**EXERCISE REQUIREMENTS**
Scan the material below for the string "order", and copy every line where it shows up.

**AVAILABLE DATA**
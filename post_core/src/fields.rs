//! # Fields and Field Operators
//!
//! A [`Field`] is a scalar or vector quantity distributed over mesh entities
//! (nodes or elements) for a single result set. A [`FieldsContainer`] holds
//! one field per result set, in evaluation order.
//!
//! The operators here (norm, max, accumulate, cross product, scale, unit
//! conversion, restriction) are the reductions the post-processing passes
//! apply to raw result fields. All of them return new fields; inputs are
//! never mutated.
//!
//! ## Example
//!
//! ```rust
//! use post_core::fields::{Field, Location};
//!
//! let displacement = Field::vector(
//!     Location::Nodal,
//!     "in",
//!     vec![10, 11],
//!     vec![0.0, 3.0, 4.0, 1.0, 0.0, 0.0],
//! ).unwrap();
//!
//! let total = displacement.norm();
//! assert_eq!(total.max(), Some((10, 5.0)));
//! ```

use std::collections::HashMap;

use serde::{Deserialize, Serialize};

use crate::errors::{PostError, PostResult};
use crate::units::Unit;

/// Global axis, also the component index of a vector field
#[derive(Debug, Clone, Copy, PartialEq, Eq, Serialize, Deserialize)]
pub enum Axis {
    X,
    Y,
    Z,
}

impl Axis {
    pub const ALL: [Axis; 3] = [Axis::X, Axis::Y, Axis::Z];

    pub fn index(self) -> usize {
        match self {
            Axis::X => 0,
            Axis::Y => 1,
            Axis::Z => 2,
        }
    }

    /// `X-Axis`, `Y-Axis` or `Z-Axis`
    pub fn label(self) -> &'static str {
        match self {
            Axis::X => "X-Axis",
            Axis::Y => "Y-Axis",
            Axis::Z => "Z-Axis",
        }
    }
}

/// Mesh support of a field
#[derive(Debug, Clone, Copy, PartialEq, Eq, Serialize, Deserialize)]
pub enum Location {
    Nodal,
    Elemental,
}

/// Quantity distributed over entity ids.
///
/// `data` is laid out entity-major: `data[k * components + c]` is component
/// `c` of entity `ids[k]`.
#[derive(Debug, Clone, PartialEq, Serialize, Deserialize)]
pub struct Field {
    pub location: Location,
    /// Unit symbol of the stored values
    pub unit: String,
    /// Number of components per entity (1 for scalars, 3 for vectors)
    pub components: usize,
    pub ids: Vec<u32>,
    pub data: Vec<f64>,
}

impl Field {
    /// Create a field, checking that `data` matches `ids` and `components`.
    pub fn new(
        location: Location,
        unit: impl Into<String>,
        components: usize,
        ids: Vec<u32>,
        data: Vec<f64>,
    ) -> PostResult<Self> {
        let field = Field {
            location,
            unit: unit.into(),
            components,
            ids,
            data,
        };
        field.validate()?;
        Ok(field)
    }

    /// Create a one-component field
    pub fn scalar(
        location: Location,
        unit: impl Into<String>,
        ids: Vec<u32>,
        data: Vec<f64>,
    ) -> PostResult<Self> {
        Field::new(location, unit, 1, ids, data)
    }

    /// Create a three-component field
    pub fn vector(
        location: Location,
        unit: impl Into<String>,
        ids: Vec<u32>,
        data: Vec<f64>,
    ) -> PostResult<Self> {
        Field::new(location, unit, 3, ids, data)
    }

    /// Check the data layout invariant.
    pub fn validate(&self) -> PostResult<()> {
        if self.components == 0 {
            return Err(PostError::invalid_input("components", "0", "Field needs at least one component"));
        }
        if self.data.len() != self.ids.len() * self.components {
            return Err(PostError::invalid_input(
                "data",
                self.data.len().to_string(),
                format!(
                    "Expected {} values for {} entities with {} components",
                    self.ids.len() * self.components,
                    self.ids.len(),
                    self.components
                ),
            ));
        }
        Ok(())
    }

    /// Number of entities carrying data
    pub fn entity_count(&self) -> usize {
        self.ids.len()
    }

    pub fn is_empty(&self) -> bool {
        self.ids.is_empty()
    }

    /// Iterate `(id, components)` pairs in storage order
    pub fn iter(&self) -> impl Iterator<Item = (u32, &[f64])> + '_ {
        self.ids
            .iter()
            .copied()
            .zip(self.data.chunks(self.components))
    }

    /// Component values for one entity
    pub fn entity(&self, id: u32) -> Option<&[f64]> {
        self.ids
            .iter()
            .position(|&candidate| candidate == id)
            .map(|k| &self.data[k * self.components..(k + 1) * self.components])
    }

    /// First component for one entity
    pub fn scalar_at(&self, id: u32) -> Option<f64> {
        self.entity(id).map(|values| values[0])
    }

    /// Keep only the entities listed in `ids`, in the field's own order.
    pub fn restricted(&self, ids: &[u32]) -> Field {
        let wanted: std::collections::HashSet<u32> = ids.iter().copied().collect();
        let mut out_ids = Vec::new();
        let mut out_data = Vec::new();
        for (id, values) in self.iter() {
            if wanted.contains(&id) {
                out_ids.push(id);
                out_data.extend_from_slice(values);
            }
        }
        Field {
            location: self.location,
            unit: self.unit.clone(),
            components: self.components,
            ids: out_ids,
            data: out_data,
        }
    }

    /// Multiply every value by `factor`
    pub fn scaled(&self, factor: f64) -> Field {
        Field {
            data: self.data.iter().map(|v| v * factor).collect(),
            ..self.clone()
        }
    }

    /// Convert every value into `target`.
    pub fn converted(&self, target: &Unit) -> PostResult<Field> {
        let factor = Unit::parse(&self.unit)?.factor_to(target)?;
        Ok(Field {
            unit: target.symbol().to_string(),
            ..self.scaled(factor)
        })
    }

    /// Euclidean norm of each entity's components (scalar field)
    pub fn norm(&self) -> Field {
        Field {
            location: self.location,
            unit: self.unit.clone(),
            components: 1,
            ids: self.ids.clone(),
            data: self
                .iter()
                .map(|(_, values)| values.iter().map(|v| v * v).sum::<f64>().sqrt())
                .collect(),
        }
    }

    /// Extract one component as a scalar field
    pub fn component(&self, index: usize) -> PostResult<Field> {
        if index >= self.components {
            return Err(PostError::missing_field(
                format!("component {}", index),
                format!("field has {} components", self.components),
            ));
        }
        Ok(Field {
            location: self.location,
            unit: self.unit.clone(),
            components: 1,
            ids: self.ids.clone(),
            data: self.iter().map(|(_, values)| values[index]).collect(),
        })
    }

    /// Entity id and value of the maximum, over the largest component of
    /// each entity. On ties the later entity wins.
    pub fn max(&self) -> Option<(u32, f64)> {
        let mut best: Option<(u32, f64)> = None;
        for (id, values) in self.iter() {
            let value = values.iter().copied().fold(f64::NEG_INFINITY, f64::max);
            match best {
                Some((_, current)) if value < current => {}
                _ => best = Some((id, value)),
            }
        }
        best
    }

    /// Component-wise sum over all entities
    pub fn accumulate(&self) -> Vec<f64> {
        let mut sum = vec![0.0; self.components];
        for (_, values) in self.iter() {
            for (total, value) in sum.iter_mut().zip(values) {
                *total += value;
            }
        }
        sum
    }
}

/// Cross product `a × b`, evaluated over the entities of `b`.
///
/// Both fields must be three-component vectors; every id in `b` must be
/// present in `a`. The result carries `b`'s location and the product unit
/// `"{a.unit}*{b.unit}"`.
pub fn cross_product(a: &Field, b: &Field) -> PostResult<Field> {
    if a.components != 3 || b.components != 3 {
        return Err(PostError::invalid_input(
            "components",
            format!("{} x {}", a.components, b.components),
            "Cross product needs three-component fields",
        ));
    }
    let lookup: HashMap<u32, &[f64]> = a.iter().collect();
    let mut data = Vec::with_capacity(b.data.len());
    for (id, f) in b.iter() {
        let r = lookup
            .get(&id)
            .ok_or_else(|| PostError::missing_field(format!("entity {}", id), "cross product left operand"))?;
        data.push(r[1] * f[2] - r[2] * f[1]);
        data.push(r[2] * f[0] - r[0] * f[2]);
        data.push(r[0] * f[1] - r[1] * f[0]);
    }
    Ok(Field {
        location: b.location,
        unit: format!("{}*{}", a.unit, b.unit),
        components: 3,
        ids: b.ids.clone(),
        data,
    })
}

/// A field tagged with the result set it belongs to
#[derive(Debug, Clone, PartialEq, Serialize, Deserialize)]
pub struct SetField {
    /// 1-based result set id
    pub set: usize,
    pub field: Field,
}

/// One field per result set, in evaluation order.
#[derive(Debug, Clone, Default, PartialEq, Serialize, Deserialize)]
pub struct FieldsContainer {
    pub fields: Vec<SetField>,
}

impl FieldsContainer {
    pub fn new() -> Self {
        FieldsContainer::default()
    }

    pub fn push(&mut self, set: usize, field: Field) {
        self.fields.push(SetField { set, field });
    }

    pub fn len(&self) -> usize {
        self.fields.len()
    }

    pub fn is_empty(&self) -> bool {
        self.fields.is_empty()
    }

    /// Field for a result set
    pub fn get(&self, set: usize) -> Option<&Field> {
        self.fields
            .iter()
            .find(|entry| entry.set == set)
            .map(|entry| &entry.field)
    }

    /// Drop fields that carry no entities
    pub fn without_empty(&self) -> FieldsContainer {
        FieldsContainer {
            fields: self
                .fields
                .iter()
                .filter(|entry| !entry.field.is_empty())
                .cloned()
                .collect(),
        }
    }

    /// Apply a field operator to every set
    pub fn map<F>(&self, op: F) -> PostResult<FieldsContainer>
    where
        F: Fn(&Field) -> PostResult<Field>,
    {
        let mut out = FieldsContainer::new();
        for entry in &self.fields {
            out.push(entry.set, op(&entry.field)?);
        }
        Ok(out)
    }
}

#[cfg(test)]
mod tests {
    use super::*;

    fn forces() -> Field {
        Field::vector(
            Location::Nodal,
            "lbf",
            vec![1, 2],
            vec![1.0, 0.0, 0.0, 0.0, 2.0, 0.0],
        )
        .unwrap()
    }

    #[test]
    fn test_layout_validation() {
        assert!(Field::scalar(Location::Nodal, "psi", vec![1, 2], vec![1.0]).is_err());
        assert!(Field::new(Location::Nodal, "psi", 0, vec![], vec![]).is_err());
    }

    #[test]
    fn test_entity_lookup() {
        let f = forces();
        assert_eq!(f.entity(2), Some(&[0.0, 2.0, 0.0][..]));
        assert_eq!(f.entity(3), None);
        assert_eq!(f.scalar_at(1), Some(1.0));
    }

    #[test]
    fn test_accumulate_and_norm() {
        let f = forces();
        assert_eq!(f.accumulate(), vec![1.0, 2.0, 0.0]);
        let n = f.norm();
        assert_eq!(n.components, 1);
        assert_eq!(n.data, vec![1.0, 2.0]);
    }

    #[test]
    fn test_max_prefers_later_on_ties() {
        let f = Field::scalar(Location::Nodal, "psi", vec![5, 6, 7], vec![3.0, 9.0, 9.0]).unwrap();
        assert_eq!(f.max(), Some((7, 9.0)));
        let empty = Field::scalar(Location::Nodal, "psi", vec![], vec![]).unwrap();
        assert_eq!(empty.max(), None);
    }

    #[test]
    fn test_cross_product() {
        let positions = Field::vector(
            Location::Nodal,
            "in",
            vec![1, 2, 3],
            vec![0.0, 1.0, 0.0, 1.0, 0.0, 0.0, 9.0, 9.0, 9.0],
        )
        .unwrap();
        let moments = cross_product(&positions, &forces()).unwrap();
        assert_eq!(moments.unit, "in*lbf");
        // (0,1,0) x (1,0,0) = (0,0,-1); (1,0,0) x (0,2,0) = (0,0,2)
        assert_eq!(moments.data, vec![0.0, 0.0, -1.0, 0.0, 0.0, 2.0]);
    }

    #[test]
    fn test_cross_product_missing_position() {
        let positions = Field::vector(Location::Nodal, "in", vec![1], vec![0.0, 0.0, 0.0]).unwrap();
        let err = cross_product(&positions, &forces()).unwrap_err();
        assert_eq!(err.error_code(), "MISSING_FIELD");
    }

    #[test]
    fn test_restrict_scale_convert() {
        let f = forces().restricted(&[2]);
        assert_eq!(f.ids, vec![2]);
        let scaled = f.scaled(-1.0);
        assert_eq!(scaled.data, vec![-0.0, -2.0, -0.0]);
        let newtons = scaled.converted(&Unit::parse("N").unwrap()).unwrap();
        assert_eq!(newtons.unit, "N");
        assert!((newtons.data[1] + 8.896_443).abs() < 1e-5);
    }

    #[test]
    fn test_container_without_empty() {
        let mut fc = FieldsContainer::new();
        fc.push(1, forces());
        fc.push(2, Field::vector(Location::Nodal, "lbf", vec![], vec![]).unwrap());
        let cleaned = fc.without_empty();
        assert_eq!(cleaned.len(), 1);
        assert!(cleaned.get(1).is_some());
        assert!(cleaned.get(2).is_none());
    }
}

**ANSWER FOR THIS EXERCISE**
//! one field per result set, in evaluation order.
    /// Iterate `(id, components)` pairs in storage order
    /// Keep only the entities listed in `ids`, in the field's own order.
/// One field per result set, in evaluation order.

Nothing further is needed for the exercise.